Safety Management Systems - General Information
An SMS is not 'just' a document that we have ‘because it is required by ROGS’ and that can be put on the weighing scales to determine its adequacy. It is instead measured on its quality, its delivery of better control of risk and, in practice, better defence for the railway following an incident.The SMS has to be an accurate reflection of what the railway does, and the railway has to accurately reflect what the SMS says. In many cases there are no right and wrong answers: it doesn’t matter whether the inspections are done weekly or fortnightly, as long as it can be backed up by a rationale that’s based on the risk, and as long as we then actually do what it says.

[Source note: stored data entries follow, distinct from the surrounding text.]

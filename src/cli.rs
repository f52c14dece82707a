//! Command-line interface implementation for go-app-gen.
//! Provides argument parsing and turns arguments into a [`ProjectConfig`].

use clap::{error::ErrorKind, Args as ClapArgs, CommandFactory, Parser, Subcommand};
use log::debug;
use std::path::{Path, PathBuf};

use crate::error::{Error, Result};
use crate::project::ProjectConfig;
use crate::prompt::Prompter;
use crate::settings::Settings;

/// Domain used when none is given.
pub const DEFAULT_DOMAIN: &str = "item";
/// Author used when none is given.
pub const DEFAULT_AUTHOR: &str = "Developer";
/// Module prefix used when neither a module nor a prefix is given.
pub const DEFAULT_MODULE_PREFIX: &str = "github.com/user";

/// Command-line arguments structure for go-app-gen.
#[derive(Parser, Debug)]
#[command(
    author,
    version,
    about = "go-app-gen: generate Go services with clean architecture, database integration and tooling",
    long_about = None
)]
pub struct Args {
    /// Enable verbose logging and show output of post-generation commands
    #[arg(short, long, global = true)]
    pub verbose: bool,

    #[command(subcommand)]
    pub command: Command,
}

#[derive(Subcommand, Debug)]
pub enum Command {
    /// Create a new Go application
    Create(CreateArgs),
    /// Display version, commit and build date
    Version,
}

/// Version, commit and build date of this binary.
///
/// Commit and build date come from the `GO_APP_GEN_COMMIT` and
/// `GO_APP_GEN_BUILD_DATE` environment variables at compile time.
pub fn version_info() -> String {
    format!(
        "go-app-gen version {}\ncommit: {}\nbuilt on: {}",
        env!("CARGO_PKG_VERSION"),
        option_env!("GO_APP_GEN_COMMIT").unwrap_or("none"),
        option_env!("GO_APP_GEN_BUILD_DATE").unwrap_or("unknown"),
    )
}

/// Arguments of the `create` command.
#[derive(ClapArgs, Debug, Default)]
pub struct CreateArgs {
    /// Project name, also the name of the created directory
    #[arg(value_name = "PROJECT_NAME", required_unless_present = "interactive")]
    pub name: Option<String>,

    /// Go module name (e.g., github.com/user/project)
    #[arg(short, long)]
    pub module: Option<String>,

    /// Primary domain entity (e.g., user, product, order)
    #[arg(short, long)]
    pub domain: Option<String>,

    /// Project description
    #[arg(long)]
    pub description: Option<String>,

    /// Author name
    #[arg(long)]
    pub author: Option<String>,

    /// Directory in which the project directory is created
    #[arg(short, long, value_name = "OUTPUT_DIR")]
    pub output: Option<PathBuf>,

    /// Additional features to include, comma separated
    #[arg(long, value_delimiter = ',')]
    pub features: Vec<String>,

    /// Ask for every value interactively
    #[arg(short, long)]
    pub interactive: bool,

    /// Overwrite an existing, non-empty project directory
    #[arg(short, long)]
    pub force: bool,

    /// Use templates from this directory instead of the bundled ones
    #[arg(long, value_name = "DIR")]
    pub templates: Option<PathBuf>,

    /// Only write the files, do not run the Go toolchain afterwards
    #[arg(long)]
    pub skip_post_process: bool,
}

/// Default module name for `app_name`.
pub fn default_module(app_name: &str, settings: &Settings) -> String {
    let prefix = settings.module_prefix.as_deref().unwrap_or(DEFAULT_MODULE_PREFIX);
    format!("{}/{app_name}", prefix.trim_end_matches('/'))
}

/// Default description for `domain`.
pub fn default_description(domain: &str) -> String {
    format!("A {domain} management API")
}

/// Directory in which the project directory is created.
pub fn output_dir(args: &CreateArgs, settings: &Settings) -> PathBuf {
    args.output
        .clone()
        .or_else(|| settings.output_dir.clone())
        .unwrap_or_else(|| PathBuf::from("."))
}

/// Builds the project configuration from flags, settings and defaults,
/// in that order of precedence.
///
/// # Errors
/// * `Error::ConfigError` if no project name was given
pub fn project_config(args: &CreateArgs, settings: &Settings) -> Result<ProjectConfig> {
    let app_name = args
        .name
        .clone()
        .ok_or_else(|| Error::ConfigError("project name is required".to_string()))?;

    let module_name = args.module.clone().unwrap_or_else(|| default_module(&app_name, settings));
    let domain = args
        .domain
        .clone()
        .or_else(|| settings.domain.clone())
        .unwrap_or_else(|| DEFAULT_DOMAIN.to_string());
    let description = args.description.clone().unwrap_or_else(|| default_description(&domain));
    let author = args
        .author
        .clone()
        .or_else(|| settings.author.clone())
        .unwrap_or_else(|| DEFAULT_AUTHOR.to_string());
    let features =
        if args.features.is_empty() { settings.features.clone() } else { args.features.clone() };

    Ok(ProjectConfig { app_name, module_name, domain, description, author, features })
}

fn is_dir_empty(dir: &Path) -> Result<bool> {
    let mut entries = std::fs::read_dir(dir).map_err(|e| Error::io(dir, e))?;
    Ok(entries.next().is_none())
}

/// Makes sure the generator may write to `<output_dir>/<app_name>`.
///
/// A non-empty project directory is removed when `force` is set or when
/// the user confirms through `prompt`.
///
/// # Errors
/// * `Error::ConfigError` if `output_dir` does not exist or the user declines
/// * `Error::OutputDirectoryExistsError` if the directory is not empty and
///   neither `force` nor a prompter is given
pub fn prepare_project_dir(
    output_dir: &Path,
    app_name: &str,
    force: bool,
    prompt: Option<&dyn Prompter>,
) -> Result<PathBuf> {
    if !output_dir.is_dir() {
        return Err(Error::ConfigError(format!(
            "output directory does not exist: {}",
            output_dir.display()
        )));
    }

    let project_dir = output_dir.join(app_name);
    if !project_dir.exists() || is_dir_empty(&project_dir)? {
        return Ok(project_dir);
    }

    let overwrite = match prompt {
        Some(prompt) => prompt.confirm(
            force,
            format!(
                "Directory '{}' already exists and contains files. Recreate it?",
                project_dir.display()
            ),
        )?,
        None if force => true,
        None => {
            return Err(Error::OutputDirectoryExistsError {
                output_dir: project_dir.display().to_string(),
            })
        }
    };

    if !overwrite {
        return Err(Error::ConfigError("operation cancelled".to_string()));
    }

    debug!("Removing existing directory {}", project_dir.display());
    std::fs::remove_dir_all(&project_dir).map_err(|e| Error::io(&project_dir, e))?;
    Ok(project_dir)
}

/// Parses command line arguments and returns the Args structure.
///
/// # Exits
/// * With status code 1 if required arguments are missing
/// * With clap's default error handling for other argument errors
pub fn get_args() -> Args {
    match Args::try_parse() {
        Ok(args) => args,
        Err(e) => {
            if e.kind() == ErrorKind::MissingRequiredArgument {
                eprintln!("{e}");
                let _ = Args::command().print_help();
                std::process::exit(1);
            } else {
                e.exit();
            }
        }
    }
}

Remember, there is no law or rule that says you can never have any risk, just that you must identify the risk, mitigate it as best you can, reduce it as low as reasonably practicable and make sure what risk is left isn't unacceptable. The SMS is all about delivering that and, importantly, demonstrating that you are delivering that.
In some cases, the SMS is written to support the company structure, and in some cases the structure is built to conform to the SMS; it doesn’t matter which way as long as they correlate. For this reason (and others) it isn't appropriate to just 'get' an SMS from somewhere else and say 'that's our SMS!', as it will not actually reflect the operation concerned. It has to be something that has been thought through, understood, briefed, and lived by. Otherwise it's pointless, as it won't help you control risk and it won't help you demonstrate that you're controlling risk.
The HOPS SMS Workshops will talk through this process and provide the best, standardised starting point that has ever been constructed for heritage railways.
So no matter what the state of your current SMS, from the very comprehensive to something that needs a lot of work - there is something for you to gain from taking part in these workshops and we look forward to seeing as many of you as possible at the first SMS Workshop, at 7pm on Tuesday 2 March!